(Saved data entries)
+ + +

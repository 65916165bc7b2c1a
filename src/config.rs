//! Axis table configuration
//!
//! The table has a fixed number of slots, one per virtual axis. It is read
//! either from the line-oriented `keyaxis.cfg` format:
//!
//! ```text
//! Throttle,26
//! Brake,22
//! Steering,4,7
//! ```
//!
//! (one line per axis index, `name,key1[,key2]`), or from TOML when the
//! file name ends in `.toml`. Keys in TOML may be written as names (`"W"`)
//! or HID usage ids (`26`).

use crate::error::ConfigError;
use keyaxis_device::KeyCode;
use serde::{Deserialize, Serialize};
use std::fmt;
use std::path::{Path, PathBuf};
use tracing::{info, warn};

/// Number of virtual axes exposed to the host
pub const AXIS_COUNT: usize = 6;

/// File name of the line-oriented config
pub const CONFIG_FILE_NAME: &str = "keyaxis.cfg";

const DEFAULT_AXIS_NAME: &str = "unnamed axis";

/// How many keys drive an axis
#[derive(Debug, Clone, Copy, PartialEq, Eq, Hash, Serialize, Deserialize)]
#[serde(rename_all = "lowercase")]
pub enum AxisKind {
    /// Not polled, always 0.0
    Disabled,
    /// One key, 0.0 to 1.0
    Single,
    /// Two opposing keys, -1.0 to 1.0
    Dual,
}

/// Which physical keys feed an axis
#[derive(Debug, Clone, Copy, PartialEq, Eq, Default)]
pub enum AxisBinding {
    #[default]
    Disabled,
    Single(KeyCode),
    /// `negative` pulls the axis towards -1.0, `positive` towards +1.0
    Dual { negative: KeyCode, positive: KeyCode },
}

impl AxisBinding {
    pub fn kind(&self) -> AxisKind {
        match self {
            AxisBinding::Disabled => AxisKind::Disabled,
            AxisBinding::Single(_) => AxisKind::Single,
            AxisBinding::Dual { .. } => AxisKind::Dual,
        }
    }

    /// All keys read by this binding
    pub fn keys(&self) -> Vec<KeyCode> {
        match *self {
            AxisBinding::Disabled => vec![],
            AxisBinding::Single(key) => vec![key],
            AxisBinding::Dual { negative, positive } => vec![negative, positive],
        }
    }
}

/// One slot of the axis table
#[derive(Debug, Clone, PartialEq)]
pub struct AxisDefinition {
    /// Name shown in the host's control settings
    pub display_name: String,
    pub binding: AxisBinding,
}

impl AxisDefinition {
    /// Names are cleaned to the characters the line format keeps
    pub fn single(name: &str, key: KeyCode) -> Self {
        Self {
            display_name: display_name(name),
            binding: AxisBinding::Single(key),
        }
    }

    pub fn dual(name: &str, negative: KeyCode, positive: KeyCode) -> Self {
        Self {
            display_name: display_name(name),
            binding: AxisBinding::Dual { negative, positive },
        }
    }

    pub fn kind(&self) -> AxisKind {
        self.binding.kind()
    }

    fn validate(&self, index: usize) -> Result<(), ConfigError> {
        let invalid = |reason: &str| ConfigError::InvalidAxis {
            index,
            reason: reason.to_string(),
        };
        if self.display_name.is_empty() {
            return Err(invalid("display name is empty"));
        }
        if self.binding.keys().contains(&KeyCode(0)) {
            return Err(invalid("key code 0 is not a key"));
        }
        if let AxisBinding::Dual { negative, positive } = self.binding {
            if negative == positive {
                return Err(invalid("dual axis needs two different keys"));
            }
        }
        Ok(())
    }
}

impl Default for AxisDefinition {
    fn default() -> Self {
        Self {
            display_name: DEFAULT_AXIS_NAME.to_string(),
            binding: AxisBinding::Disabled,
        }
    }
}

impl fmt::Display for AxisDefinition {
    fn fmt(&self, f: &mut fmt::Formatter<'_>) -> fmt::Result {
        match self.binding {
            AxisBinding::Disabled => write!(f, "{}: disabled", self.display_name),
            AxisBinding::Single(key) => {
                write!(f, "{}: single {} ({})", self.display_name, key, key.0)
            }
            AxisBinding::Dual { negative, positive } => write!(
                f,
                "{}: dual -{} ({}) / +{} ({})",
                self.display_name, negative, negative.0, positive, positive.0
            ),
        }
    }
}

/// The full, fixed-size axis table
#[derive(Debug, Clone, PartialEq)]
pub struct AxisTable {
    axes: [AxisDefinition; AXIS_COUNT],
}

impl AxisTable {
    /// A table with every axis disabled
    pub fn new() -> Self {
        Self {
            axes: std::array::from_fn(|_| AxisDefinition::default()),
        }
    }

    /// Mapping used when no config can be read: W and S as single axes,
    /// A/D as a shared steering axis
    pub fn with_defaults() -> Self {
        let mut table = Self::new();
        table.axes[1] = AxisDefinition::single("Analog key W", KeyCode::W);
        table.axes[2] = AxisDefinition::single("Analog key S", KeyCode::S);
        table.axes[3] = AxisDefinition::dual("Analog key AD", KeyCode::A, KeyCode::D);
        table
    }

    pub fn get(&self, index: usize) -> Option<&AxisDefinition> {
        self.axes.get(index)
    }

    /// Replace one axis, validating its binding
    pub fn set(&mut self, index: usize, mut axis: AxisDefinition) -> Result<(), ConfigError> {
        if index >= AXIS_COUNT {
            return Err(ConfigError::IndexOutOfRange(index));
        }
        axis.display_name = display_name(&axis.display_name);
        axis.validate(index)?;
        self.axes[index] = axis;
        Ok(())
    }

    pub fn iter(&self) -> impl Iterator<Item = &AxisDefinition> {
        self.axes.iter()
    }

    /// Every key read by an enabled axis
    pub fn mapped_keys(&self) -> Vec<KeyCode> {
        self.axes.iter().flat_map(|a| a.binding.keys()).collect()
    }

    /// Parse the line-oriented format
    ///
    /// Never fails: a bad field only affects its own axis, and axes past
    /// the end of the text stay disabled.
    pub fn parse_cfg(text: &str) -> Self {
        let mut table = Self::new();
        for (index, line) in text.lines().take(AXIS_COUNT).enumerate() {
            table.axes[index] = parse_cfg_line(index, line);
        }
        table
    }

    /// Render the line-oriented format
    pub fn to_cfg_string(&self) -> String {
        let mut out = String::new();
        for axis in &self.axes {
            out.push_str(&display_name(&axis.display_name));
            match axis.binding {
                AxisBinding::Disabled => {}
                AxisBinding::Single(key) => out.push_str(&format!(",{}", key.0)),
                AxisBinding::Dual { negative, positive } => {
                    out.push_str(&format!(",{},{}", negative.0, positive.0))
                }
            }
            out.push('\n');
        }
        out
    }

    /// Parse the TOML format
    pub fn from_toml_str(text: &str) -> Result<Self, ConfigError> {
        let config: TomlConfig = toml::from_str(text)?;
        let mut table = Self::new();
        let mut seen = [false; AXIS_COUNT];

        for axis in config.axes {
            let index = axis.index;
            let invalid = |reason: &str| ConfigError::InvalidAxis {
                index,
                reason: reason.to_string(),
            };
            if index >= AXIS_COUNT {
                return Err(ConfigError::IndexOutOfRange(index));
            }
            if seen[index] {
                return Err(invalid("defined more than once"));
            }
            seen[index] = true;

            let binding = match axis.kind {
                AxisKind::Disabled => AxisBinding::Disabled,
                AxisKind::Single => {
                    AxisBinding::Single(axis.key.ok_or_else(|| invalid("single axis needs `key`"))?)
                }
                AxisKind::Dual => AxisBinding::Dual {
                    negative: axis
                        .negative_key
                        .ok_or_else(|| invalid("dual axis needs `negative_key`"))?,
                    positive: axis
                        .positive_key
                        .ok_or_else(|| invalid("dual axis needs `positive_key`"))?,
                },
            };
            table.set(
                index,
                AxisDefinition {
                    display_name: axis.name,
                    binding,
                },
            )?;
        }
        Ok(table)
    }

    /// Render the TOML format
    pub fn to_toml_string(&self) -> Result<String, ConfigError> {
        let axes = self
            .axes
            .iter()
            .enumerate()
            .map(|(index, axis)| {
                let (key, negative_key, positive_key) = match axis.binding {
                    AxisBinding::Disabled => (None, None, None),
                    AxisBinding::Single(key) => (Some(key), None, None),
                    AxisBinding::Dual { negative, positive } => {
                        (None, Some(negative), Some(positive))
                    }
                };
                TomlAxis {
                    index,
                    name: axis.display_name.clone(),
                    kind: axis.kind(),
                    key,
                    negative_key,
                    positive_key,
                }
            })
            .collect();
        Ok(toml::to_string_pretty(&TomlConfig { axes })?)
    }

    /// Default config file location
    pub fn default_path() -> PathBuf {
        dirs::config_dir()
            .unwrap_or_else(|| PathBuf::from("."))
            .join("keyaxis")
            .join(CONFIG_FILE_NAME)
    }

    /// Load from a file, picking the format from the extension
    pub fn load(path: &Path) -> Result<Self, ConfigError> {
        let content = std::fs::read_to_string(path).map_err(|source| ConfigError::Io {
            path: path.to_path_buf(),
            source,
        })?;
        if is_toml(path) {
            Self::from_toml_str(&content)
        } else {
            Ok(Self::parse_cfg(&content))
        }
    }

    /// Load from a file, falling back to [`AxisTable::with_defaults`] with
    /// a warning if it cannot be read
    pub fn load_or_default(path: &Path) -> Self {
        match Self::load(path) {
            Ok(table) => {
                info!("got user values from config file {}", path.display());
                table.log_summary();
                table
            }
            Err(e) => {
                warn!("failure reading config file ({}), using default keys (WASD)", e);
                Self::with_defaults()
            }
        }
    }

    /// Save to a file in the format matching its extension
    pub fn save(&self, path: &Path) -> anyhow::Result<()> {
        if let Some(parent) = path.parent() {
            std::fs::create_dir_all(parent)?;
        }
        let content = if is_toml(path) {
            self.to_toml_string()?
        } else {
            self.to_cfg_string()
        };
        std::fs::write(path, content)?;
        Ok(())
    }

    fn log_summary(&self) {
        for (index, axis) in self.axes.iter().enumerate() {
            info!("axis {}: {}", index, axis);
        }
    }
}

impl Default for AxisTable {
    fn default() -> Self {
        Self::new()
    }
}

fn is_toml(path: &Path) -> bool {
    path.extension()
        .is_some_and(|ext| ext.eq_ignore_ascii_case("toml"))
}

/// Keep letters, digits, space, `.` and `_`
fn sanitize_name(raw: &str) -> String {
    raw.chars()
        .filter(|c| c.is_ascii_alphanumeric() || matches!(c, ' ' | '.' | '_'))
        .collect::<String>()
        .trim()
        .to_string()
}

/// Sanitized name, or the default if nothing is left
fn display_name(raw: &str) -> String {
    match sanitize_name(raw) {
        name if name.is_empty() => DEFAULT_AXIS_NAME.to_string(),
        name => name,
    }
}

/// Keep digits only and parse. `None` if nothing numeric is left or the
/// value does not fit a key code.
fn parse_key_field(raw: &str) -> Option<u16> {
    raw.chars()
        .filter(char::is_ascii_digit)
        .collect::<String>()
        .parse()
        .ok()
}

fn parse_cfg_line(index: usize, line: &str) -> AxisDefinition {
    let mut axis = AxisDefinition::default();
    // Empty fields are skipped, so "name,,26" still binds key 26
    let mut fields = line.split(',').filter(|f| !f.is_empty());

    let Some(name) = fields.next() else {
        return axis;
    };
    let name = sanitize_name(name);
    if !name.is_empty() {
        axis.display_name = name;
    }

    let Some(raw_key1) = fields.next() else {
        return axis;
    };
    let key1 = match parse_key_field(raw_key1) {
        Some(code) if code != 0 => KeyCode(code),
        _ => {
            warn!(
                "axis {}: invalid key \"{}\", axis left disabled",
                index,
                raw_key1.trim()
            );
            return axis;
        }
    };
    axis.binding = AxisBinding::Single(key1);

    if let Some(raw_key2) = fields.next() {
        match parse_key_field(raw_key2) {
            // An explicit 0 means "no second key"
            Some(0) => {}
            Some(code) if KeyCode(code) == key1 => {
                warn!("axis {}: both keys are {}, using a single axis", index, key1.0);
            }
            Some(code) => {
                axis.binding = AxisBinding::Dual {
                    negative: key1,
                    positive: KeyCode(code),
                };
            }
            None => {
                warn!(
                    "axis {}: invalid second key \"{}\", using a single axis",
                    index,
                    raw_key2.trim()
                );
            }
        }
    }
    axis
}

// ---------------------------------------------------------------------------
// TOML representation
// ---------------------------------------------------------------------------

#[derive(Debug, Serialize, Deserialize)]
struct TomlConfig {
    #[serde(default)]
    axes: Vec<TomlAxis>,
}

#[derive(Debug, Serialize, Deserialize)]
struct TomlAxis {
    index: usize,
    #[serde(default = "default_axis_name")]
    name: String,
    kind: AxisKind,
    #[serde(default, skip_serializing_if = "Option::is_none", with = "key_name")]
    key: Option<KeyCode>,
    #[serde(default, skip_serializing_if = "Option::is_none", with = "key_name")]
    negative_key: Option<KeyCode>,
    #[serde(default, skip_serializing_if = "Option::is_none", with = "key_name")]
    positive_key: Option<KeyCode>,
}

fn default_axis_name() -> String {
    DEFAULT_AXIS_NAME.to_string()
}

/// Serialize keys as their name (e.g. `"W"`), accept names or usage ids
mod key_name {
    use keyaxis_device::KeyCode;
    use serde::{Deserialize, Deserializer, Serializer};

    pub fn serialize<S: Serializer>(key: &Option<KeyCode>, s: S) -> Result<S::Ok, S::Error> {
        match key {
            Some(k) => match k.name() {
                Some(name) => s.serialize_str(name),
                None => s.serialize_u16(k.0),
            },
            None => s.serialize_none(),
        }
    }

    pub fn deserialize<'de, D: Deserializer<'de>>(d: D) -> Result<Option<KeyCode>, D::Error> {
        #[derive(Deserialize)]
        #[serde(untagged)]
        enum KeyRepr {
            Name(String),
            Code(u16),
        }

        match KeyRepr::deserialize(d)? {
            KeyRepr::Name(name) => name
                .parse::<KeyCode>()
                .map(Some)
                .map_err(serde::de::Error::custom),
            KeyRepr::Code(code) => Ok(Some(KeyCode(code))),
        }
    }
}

+ + +

_HOW TO COMPLETE THIS TASK:_
Going through the data above, please tally the lines that contain the string "extension" and return only the total.

_OUTPUT OF THE EXERCISE:_
3